Moreover, particularly for the QualDivs — that’s income that has *already* been taxed at the corporate level. The reason it gets that lower rate is specifically because it’s double-taxed. If you want to talk about eliminating the corporate taxes completely (or making div payouts deductible against corporate earnings but keeping the corp tax for retained earnings) and making QualDivs taxed as ordinary income, that’s an interesting conversation to have. And in fact, may make sense — taxing divs as ordinary income means they are taxed much more *progressively* so rich folks pay higher rates and poor folks pay lower rates.
There may well be an argument for raising some of these rates — but bear in mind that it’s rarely as simple as anyone likes to make sound bites out of.
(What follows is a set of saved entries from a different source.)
//! Durable, tamper-evident cache for fetched flag images.
//!
//! One PNG payload per country key plus a JSON log of what was cached and
//! when, sealed by a sidecar SHA-256 digest. Readers re-validate the seal on
//! every lookup; a log that does not match its seal is treated as empty.

mod digest;
mod log;

use std::path::{Path, PathBuf};
use std::time::Duration;

use chrono::Utc;

use crate::digest::sha256_hex;

pub use crate::log::CacheEntry;

#[derive(Debug, thiserror::Error)]
pub enum StoreError {
    #[error("invalid cache key: {0:?}")]
    InvalidKey(String),
    #[error("cache i/o error: {0}")]
    Io(#[from] std::io::Error),
    #[error("cache log serialization error: {0}")]
    Serialize(#[from] serde_json::Error),
}

pub type Result<T> = std::result::Result<T, StoreError>;

/// Cached entries older than this are expired. Seven days.
pub const DEFAULT_TTL: Duration = Duration::from_secs(604_800);

#[derive(Debug, Clone)]
pub struct StoreConfig {
    pub dir: PathBuf,
    pub ttl: Duration,
}

impl StoreConfig {
    pub fn new(dir: impl Into<PathBuf>) -> Self {
        Self {
            dir: dir.into(),
            ttl: DEFAULT_TTL,
        }
    }

    pub fn with_ttl(mut self, ttl: Duration) -> Self {
        self.ttl = ttl;
        self
    }
}

/// Platform data directory for cached flags: `<data_dir>/flagfinder/flags`.
pub fn default_cache_dir() -> Option<PathBuf> {
    dirs::data_dir().map(|d| d.join("flagfinder").join("flags"))
}

pub struct FlagStore {
    config: StoreConfig,
}

impl FlagStore {
    pub fn new(config: StoreConfig) -> Self {
        Self { config }
    }

    pub fn dir(&self) -> &Path {
        &self.config.dir
    }

    fn image_path(&self, key: &str) -> PathBuf {
        self.config.dir.join(format!("{key}.png"))
    }

    /// Look up a cached flag. Absence is an expected result, never an error:
    /// a missing or tampered log, an unknown key, a missing or corrupted
    /// payload, and an expired entry all come back as `None`.
    ///
    /// The log and seal are re-read from disk on every call; nothing is
    /// cached in memory, so edits by external processes take effect on the
    /// next lookup.
    pub async fn get(&self, key: &str) -> Option<(Vec<u8>, CacheEntry)> {
        if !valid_key(key) {
            return None;
        }
        let log = log::read_trusted(&self.config.dir).await?;
        let entry = log.get(key)?.clone();

        let bytes = tokio::fs::read(self.image_path(key)).await.ok()?;
        if sha256_hex(&bytes) != entry.content_hash {
            tracing::warn!(
                country = key,
                "cached image does not match its recorded hash"
            );
            return None;
        }

        let age = Utc::now()
            .signed_duration_since(entry.cached_at)
            .num_seconds();
        if age > self.config.ttl.as_secs() as i64 {
            tracing::debug!(country = key, age_secs = age, "cached flag has expired");
            return None;
        }

        Some((bytes, entry))
    }

    /// Store a fetched flag: write the payload, then rewrite the log with
    /// this entry inserted, then reseal. A later `put` for the same key
    /// supersedes the earlier entry.
    ///
    /// If the existing log fails seal verification the new log is rebuilt
    /// from this entry alone; previously cached keys become misses until
    /// refetched.
    pub async fn put(&self, key: &str, image: &[u8]) -> Result<CacheEntry> {
        if !valid_key(key) {
            return Err(StoreError::InvalidKey(key.to_string()));
        }
        tokio::fs::create_dir_all(&self.config.dir).await?;
        tokio::fs::write(self.image_path(key), image).await?;

        let mut log = log::read_trusted(&self.config.dir).await.unwrap_or_default();
        let entry = CacheEntry {
            cached_at: Utc::now(),
            content_hash: sha256_hex(image),
        };
        log.insert(key.to_string(), entry.clone());
        log::write_sealed(&self.config.dir, &log).await?;

        tracing::info!(country = key, bytes = image.len(), "cached flag image");
        Ok(entry)
    }
}

/// Keys become payload filenames, so anything that could leave the cache
/// directory is rejected.
fn valid_key(key: &str) -> bool {
    !key.is_empty() && key != ".." && !key.contains(['/', '\\'])
}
Raising the QualDiv rate but ignoring the double-taxation doesn’t make sense.
And raising the CapGains rate has very clear and obvious consequences since those are generally under the control of the taxpayer — if the rate is too high, they simply don’t sell assets. There are step-up basis if they hold until death, the ability to borrow against assets rather then sell them, etc.